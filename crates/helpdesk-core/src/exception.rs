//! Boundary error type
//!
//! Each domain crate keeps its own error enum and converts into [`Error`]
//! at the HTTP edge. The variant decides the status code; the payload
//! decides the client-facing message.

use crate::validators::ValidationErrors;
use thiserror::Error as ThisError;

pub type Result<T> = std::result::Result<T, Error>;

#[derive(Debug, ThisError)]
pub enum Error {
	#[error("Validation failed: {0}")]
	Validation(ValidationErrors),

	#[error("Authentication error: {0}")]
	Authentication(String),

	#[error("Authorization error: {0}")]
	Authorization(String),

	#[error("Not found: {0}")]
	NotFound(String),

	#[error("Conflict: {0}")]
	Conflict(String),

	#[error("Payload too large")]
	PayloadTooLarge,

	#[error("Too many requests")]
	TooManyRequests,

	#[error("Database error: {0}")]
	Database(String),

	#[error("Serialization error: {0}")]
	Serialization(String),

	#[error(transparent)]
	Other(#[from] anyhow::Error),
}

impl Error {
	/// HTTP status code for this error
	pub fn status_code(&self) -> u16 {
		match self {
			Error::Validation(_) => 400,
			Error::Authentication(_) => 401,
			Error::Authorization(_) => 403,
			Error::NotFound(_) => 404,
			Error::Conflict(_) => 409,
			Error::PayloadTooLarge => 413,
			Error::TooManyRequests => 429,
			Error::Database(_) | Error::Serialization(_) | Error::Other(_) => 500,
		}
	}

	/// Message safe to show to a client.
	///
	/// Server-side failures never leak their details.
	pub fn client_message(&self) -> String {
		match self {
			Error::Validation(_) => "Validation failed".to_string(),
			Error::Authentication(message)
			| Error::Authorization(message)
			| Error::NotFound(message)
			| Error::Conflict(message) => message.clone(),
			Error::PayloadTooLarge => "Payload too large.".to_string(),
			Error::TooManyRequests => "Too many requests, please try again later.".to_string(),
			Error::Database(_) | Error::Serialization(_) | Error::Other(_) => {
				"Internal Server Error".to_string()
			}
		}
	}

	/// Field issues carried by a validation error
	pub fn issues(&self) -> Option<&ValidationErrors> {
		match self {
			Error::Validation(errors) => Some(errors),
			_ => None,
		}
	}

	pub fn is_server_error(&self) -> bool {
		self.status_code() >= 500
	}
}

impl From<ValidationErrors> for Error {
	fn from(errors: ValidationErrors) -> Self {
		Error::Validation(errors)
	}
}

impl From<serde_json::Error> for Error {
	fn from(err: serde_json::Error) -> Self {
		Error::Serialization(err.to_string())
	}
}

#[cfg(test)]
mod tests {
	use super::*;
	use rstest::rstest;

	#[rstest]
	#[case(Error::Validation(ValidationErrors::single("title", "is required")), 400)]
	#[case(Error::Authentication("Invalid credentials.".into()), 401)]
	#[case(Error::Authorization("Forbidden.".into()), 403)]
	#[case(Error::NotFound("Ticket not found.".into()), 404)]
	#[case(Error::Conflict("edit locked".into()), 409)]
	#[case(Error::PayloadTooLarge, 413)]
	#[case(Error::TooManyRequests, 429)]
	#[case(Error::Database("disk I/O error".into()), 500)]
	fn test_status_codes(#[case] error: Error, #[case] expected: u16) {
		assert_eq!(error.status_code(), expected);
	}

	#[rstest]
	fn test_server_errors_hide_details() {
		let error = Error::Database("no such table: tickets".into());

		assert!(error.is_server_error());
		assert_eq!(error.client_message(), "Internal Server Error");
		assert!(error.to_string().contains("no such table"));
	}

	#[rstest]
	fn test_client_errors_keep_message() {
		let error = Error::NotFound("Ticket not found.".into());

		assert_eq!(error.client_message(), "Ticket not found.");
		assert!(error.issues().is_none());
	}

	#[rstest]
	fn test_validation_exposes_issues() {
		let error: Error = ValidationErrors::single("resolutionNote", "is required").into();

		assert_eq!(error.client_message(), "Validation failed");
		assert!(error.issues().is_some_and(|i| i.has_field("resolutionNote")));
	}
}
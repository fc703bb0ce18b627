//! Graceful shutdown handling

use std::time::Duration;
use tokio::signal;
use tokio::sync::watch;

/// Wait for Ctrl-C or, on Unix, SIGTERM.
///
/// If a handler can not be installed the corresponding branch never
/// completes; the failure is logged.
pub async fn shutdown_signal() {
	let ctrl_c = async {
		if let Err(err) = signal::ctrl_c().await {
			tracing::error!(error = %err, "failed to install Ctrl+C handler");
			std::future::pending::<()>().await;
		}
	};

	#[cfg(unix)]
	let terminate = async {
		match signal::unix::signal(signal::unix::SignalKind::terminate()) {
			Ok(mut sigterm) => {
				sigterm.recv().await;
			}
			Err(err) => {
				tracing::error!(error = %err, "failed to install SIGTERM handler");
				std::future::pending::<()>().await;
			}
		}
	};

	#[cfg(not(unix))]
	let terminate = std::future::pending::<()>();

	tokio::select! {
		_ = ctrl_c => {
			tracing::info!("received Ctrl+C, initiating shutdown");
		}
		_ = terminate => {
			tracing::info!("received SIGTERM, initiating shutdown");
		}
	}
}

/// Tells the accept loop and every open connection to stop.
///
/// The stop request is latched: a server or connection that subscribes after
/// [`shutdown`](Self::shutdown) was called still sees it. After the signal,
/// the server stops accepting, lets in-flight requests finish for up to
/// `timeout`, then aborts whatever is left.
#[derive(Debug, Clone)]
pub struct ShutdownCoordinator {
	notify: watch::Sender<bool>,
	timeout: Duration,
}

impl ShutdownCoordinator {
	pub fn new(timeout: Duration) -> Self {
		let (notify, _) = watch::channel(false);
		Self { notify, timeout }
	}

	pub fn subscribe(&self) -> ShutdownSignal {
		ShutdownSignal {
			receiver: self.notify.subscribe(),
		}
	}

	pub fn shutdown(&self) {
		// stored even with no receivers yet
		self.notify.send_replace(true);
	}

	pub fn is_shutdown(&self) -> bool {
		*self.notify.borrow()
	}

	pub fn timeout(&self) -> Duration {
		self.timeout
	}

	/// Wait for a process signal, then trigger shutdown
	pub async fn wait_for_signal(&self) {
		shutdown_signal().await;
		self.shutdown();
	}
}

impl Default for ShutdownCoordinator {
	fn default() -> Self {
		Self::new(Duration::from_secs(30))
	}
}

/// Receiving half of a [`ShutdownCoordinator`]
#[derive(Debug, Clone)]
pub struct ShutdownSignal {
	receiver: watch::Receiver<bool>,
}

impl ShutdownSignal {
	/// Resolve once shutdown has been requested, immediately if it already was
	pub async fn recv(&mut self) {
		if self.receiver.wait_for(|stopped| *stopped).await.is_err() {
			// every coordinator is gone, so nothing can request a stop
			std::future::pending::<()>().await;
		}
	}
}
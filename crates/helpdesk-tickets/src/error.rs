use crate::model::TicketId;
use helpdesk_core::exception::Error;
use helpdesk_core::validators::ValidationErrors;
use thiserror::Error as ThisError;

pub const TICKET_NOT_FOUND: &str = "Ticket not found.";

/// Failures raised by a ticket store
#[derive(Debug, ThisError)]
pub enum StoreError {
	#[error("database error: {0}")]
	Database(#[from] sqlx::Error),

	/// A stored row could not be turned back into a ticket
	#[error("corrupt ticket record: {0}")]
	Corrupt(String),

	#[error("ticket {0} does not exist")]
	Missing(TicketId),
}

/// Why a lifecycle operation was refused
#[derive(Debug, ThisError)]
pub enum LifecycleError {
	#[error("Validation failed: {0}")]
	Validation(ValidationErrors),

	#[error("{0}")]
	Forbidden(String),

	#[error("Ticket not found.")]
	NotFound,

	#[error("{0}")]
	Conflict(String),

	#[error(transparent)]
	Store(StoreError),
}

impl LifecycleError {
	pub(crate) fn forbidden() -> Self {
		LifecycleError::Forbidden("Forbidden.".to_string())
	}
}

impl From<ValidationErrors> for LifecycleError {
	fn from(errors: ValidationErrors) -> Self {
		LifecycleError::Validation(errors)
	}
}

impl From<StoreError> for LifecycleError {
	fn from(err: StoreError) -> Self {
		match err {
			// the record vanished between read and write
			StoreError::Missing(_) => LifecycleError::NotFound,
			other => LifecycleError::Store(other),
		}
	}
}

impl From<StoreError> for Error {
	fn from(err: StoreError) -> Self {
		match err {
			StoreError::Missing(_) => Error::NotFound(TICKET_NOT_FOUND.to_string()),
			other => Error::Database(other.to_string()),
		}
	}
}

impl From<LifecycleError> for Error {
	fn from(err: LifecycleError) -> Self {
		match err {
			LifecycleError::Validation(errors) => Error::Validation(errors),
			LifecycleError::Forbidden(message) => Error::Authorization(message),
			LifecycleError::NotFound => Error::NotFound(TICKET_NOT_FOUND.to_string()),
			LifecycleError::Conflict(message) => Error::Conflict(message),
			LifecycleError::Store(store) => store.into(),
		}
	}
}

...

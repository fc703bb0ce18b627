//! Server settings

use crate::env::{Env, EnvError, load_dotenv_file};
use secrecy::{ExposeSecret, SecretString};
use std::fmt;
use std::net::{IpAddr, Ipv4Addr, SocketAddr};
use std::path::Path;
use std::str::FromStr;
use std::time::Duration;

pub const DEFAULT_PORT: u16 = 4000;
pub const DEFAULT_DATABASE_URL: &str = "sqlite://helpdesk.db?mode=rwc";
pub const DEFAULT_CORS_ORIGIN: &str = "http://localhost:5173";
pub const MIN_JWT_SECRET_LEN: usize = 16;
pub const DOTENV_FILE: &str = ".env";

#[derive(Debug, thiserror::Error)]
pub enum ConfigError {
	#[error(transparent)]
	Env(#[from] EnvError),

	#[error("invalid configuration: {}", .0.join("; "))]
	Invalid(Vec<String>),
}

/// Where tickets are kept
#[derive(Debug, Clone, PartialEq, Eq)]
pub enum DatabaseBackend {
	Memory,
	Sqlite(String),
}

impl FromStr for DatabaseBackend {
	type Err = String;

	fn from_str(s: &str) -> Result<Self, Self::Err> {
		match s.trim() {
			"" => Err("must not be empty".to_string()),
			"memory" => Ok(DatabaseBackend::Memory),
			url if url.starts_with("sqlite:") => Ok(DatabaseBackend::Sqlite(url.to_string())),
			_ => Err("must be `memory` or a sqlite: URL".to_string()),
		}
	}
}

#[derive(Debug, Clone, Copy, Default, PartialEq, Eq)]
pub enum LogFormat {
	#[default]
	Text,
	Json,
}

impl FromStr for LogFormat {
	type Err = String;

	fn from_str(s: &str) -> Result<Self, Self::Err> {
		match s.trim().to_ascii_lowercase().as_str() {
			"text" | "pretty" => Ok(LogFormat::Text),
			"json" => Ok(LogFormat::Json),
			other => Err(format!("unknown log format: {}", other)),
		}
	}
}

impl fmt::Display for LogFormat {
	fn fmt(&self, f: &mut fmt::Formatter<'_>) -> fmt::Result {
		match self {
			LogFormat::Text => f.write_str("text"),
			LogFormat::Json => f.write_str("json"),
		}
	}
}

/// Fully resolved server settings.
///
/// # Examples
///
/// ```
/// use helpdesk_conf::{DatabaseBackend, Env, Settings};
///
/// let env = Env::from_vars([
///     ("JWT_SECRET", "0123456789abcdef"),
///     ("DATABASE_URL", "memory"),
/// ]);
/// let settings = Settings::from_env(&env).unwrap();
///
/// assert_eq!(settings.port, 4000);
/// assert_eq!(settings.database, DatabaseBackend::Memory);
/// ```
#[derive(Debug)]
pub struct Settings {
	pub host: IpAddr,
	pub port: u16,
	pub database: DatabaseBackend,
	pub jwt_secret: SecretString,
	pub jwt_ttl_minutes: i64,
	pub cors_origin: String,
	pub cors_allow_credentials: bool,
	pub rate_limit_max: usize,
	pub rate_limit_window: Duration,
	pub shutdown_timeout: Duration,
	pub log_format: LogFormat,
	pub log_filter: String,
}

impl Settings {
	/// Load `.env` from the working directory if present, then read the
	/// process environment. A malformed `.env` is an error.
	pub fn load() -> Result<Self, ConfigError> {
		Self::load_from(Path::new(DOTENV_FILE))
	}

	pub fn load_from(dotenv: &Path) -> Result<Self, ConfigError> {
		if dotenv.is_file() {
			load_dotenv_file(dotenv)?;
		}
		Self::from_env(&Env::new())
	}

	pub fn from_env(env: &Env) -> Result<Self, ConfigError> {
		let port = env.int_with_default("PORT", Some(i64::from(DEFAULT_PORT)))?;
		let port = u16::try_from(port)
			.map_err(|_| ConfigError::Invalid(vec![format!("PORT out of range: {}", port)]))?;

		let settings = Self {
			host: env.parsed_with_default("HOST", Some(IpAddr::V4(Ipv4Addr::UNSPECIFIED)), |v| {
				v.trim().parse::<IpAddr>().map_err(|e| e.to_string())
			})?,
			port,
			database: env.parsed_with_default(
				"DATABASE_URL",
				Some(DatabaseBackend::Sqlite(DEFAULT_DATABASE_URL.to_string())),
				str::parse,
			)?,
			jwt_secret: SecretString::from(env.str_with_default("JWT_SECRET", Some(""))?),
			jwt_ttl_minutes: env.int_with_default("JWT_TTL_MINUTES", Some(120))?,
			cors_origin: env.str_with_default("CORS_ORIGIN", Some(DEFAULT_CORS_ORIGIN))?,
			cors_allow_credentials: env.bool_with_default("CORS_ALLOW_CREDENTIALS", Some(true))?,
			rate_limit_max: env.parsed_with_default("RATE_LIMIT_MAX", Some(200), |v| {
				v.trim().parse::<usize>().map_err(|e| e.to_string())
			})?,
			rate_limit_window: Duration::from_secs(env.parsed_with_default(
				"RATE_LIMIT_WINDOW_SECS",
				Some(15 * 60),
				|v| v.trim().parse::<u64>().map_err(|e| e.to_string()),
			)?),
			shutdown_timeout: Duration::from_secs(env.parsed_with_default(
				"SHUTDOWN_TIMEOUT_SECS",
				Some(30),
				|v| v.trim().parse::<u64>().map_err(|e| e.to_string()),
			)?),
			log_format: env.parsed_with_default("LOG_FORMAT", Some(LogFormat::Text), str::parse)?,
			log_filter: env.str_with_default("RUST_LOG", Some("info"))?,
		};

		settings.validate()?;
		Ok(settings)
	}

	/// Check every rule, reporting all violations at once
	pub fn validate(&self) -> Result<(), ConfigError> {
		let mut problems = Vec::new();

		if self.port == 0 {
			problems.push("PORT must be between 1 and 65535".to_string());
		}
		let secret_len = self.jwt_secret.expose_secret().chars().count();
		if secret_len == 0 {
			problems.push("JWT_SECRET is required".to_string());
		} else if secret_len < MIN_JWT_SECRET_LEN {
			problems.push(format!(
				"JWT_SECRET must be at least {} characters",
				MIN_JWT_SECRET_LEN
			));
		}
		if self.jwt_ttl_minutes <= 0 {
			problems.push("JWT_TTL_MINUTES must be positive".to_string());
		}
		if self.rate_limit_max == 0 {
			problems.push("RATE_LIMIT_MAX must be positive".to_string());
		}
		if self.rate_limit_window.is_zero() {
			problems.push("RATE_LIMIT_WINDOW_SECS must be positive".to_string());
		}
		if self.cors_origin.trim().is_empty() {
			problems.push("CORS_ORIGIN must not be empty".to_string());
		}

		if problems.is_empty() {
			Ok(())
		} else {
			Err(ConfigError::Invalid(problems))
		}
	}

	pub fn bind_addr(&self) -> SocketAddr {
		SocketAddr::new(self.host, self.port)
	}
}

Task goal: List every line above containing the word "failed".

Response to the task:
	#[error("Validation failed: {0}")]
			Error::Validation(_) => "Validation failed".to_string(),
		assert_eq!(error.client_message(), "Validation failed");
			tracing::error!(error = %err, "failed to install Ctrl+C handler");
				tracing::error!(error = %err, "failed to install SIGTERM handler");
	#[error("Validation failed: {0}")]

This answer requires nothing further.